§ TASK GOAL
Are you able to retype all the records below exactly?

=== Begin Enclosure ===

//! Precision-safe decimal types for prices and quantities.
//!
//! The venue transmits every numeric field as a decimal string, and
//! ledger arithmetic (cash, commission, PnL) must be exact, so both
//! types wrap `rust_decimal::Decimal` rather than `f64`.

use rust_decimal::{Decimal, RoundingStrategy};
use serde::{Deserialize, Serialize};
use std::fmt;
use std::ops::{Add, Mul, Neg, Sub};
use std::str::FromStr;

/// Price with exact decimal precision.
#[derive(
    Debug, Clone, Copy, Default, PartialEq, Eq, PartialOrd, Ord, Hash, Serialize, Deserialize,
)]
#[serde(transparent)]
pub struct Price(pub Decimal);

impl Price {
    pub const ZERO: Self = Self(Decimal::ZERO);

    #[inline]
    pub fn new(value: Decimal) -> Self {
        Self(value)
    }

    #[inline]
    pub fn inner(&self) -> Decimal {
        self.0
    }

    #[inline]
    pub fn is_zero(&self) -> bool {
        self.0.is_zero()
    }

    #[inline]
    pub fn is_positive(&self) -> bool {
        self.0 > Decimal::ZERO
    }

    /// Absolute distance between two prices.
    #[inline]
    pub fn distance(&self, other: Price) -> Decimal {
        (self.0 - other.0).abs()
    }

    /// Round down to the symbol's tick size.
    #[inline]
    pub fn round_to_tick(&self, tick_size: Price) -> Self {
        if tick_size.is_zero() {
            return *self;
        }
        Self((self.0 / tick_size.0).floor() * tick_size.0)
    }
}

impl fmt::Display for Price {
    fn fmt(&self, f: &mut fmt::Formatter<'_>) -> fmt::Result {
        write!(f, "{}", self.0.normalize())
    }
}

impl FromStr for Price {
    type Err = rust_decimal::Error;

    fn from_str(s: &str) -> Result<Self, Self::Err> {
        Ok(Self(s.parse()?))
    }
}

impl From<Decimal> for Price {
    fn from(d: Decimal) -> Self {
        Self(d)
    }
}

impl Add for Price {
    type Output = Self;

    fn add(self, rhs: Self) -> Self::Output {
        Self(self.0 + rhs.0)
    }
}

impl Sub for Price {
    type Output = Self;

    fn sub(self, rhs: Self) -> Self::Output {
        Self(self.0 - rhs.0)
    }
}

impl Mul<Decimal> for Price {
    type Output = Self;

    fn mul(self, rhs: Decimal) -> Self::Output {
        Self(self.0 * rhs)
    }
}

/// Order or position quantity in base-asset units.
///
/// Position quantities are signed (negative = short); order quantities
/// are always positive and carry their direction in `OrderSide`.
#[derive(
    Debug, Clone, Copy, Default, PartialEq, Eq, PartialOrd, Ord, Hash, Serialize, Deserialize,
)]
#[serde(transparent)]
pub struct Size(pub Decimal);

impl Size {
    pub const ZERO: Self = Self(Decimal::ZERO);

    #[inline]
    pub fn new(value: Decimal) -> Self {
        Self(value)
    }

    #[inline]
    pub fn inner(&self) -> Decimal {
        self.0
    }

    #[inline]
    pub fn is_zero(&self) -> bool {
        self.0.is_zero()
    }

    #[inline]
    pub fn is_positive(&self) -> bool {
        self.0 > Decimal::ZERO
    }

    #[inline]
    pub fn abs(&self) -> Self {
        Self(self.0.abs())
    }

    /// Round down to the symbol's step size.
    #[inline]
    pub fn round_to_lot(&self, lot_size: Size) -> Self {
        if lot_size.is_zero() {
            return *self;
        }
        Self((self.0 / lot_size.0).floor() * lot_size.0)
    }

    /// Round half-to-even to `dp` decimal places.
    #[inline]
    pub fn round_dp(&self, dp: u32) -> Self {
        Self(
            self.0
                .round_dp_with_strategy(dp, RoundingStrategy::MidpointNearestEven),
        )
    }

    /// Notional value: |size| * price.
    #[inline]
    pub fn notional(&self, price: Price) -> Decimal {
        self.0.abs() * price.0
    }
}

impl fmt::Display for Size {
    fn fmt(&self, f: &mut fmt::Formatter<'_>) -> fmt::Result {
        write!(f, "{}", self.0.normalize())
    }
}

impl FromStr for Size {
    type Err = rust_decimal::Error;

    fn from_str(s: &str) -> Result<Self, Self::Err> {
        Ok(Self(s.parse()?))
    }
}

impl From<Decimal> for Size {
    fn from(d: Decimal) -> Self {
        Self(d)
    }
}

impl Add for Size {
    type Output = Self;

    fn add(self, rhs: Self) -> Self::Output {
        Self(self.0 + rhs.0)
    }
}

impl Sub for Size {
    type Output = Self;

    fn sub(self, rhs: Self) -> Self::Output {
        Self(self.0 - rhs.0)
    }
}

impl Neg for Size {
    type Output = Self;

    fn neg(self) -> Self::Output {
        Self(-self.0)
    }
}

=== End Enclosure ===

§ OUTPUT FOR THIS EXERCISE
//! Precision-safe decimal types for prices and quantities.
//!
//! The venue transmits every numeric field as a decimal string, and
//! ledger arithmetic (cash, commission, PnL) must be exact, so both
//! types wrap `rust_decimal::Decimal` rather than `f64`.

use rust_decimal::{Decimal, RoundingStrategy};
use serde::{Deserialize, Serialize};
use std::fmt;
use std::ops::{Add, Mul, Neg, Sub};
use std::str::FromStr;

/// Price with exact decimal precision.
#[derive(
    Debug, Clone, Copy, Default, PartialEq, Eq, PartialOrd, Ord, Hash, Serialize, Deserialize,
)]
#[serde(transparent)]
pub struct Price(pub Decimal);

impl Price {
    pub const ZERO: Self = Self(Decimal::ZERO);

    #[inline]
    pub fn new(value: Decimal) -> Self {
        Self(value)
    }

    #[inline]
    pub fn inner(&self) -> Decimal {
        self.0
    }

    #[inline]
    pub fn is_zero(&self) -> bool {
        self.0.is_zero()
    }

    #[inline]
    pub fn is_positive(&self) -> bool {
        self.0 > Decimal::ZERO
    }

    /// Absolute distance between two prices.
    #[inline]
    pub fn distance(&self, other: Price) -> Decimal {
        (self.0 - other.0).abs()
    }

    /// Round down to the symbol's tick size.
    #[inline]
    pub fn round_to_tick(&self, tick_size: Price) -> Self {
        if tick_size.is_zero() {
            return *self;
        }
        Self((self.0 / tick_size.0).floor() * tick_size.0)
    }
}

impl fmt::Display for Price {
    fn fmt(&self, f: &mut fmt::Formatter<'_>) -> fmt::Result {
        write!(f, "{}", self.0.normalize())
    }
}

impl FromStr for Price {
    type Err = rust_decimal::Error;

    fn from_str(s: &str) -> Result<Self, Self::Err> {
        Ok(Self(s.parse()?))
    }
}

impl From<Decimal> for Price {
    fn from(d: Decimal) -> Self {
        Self(d)
    }
}

impl Add for Price {
    type Output = Self;

    fn add(self, rhs: Self) -> Self::Output {
        Self(self.0 + rhs.0)
    }
}

impl Sub for Price {
    type Output = Self;

    fn sub(self, rhs: Self) -> Self::Output {
        Self(self.0 - rhs.0)
    }
}

impl Mul<Decimal> for Price {
    type Output = Self;

    fn mul(self, rhs: Decimal) -> Self::Output {
        Self(self.0 * rhs)
    }
}

/// Order or position quantity in base-asset units.
///
/// Position quantities are signed (negative = short); order quantities
/// are always positive and carry their direction in `OrderSide`.
#[derive(
    Debug, Clone, Copy, Default, PartialEq, Eq, PartialOrd, Ord, Hash, Serialize, Deserialize,
)]
#[serde(transparent)]
pub struct Size(pub Decimal);

impl Size {
    pub const ZERO: Self = Self(Decimal::ZERO);

    #[inline]
    pub fn new(value: Decimal) -> Self {
        Self(value)
    }

    #[inline]
    pub fn inner(&self) -> Decimal {
        self.0
    }

    #[inline]
    pub fn is_zero(&self) -> bool {
        self.0.is_zero()
    }

    #[inline]
    pub fn is_positive(&self) -> bool {
        self.0 > Decimal::ZERO
    }

    #[inline]
    pub fn abs(&self) -> Self {
        Self(self.0.abs())
    }

    /// Round down to the symbol's step size.
    #[inline]
    pub fn round_to_lot(&self, lot_size: Size) -> Self {
        if lot_size.is_zero() {
            return *self;
        }
        Self((self.0 / lot_size.0).floor() * lot_size.0)
    }

    /// Round half-to-even to `dp` decimal places.
    #[inline]
    pub fn round_dp(&self, dp: u32) -> Self {
        Self(
            self.0
                .round_dp_with_strategy(dp, RoundingStrategy::MidpointNearestEven),
        )
    }

    /// Notional value: |size| * price.
    #[inline]
    pub fn notional(&self, price: Price) -> Decimal {
        self.0.abs() * price.0
    }
}

impl fmt::Display for Size {
    fn fmt(&self, f: &mut fmt::Formatter<'_>) -> fmt::Result {
        write!(f, "{}", self.0.normalize())
    }
}

impl FromStr for Size {
    type Err = rust_decimal::Error;

    fn from_str(s: &str) -> Result<Self, Self::Err> {
        Ok(Self(s.parse()?))
    }
}

impl From<Decimal> for Size {
    fn from(d: Decimal) -> Self {
        Self(d)
    }
}

impl Add for Size {
    type Output = Self;

    fn add(self, rhs: Self) -> Self::Output {
        Self(self.0 + rhs.0)
    }
}

impl Sub for Size {
    type Output = Self;

    fn sub(self, rhs: Self) -> Self::Output {
        Self(self.0 - rhs.0)
    }
}

impl Neg for Size {
    type Output = Self;

    fn neg(self) -> Self::Output {
        Self(-self.0)
    }
}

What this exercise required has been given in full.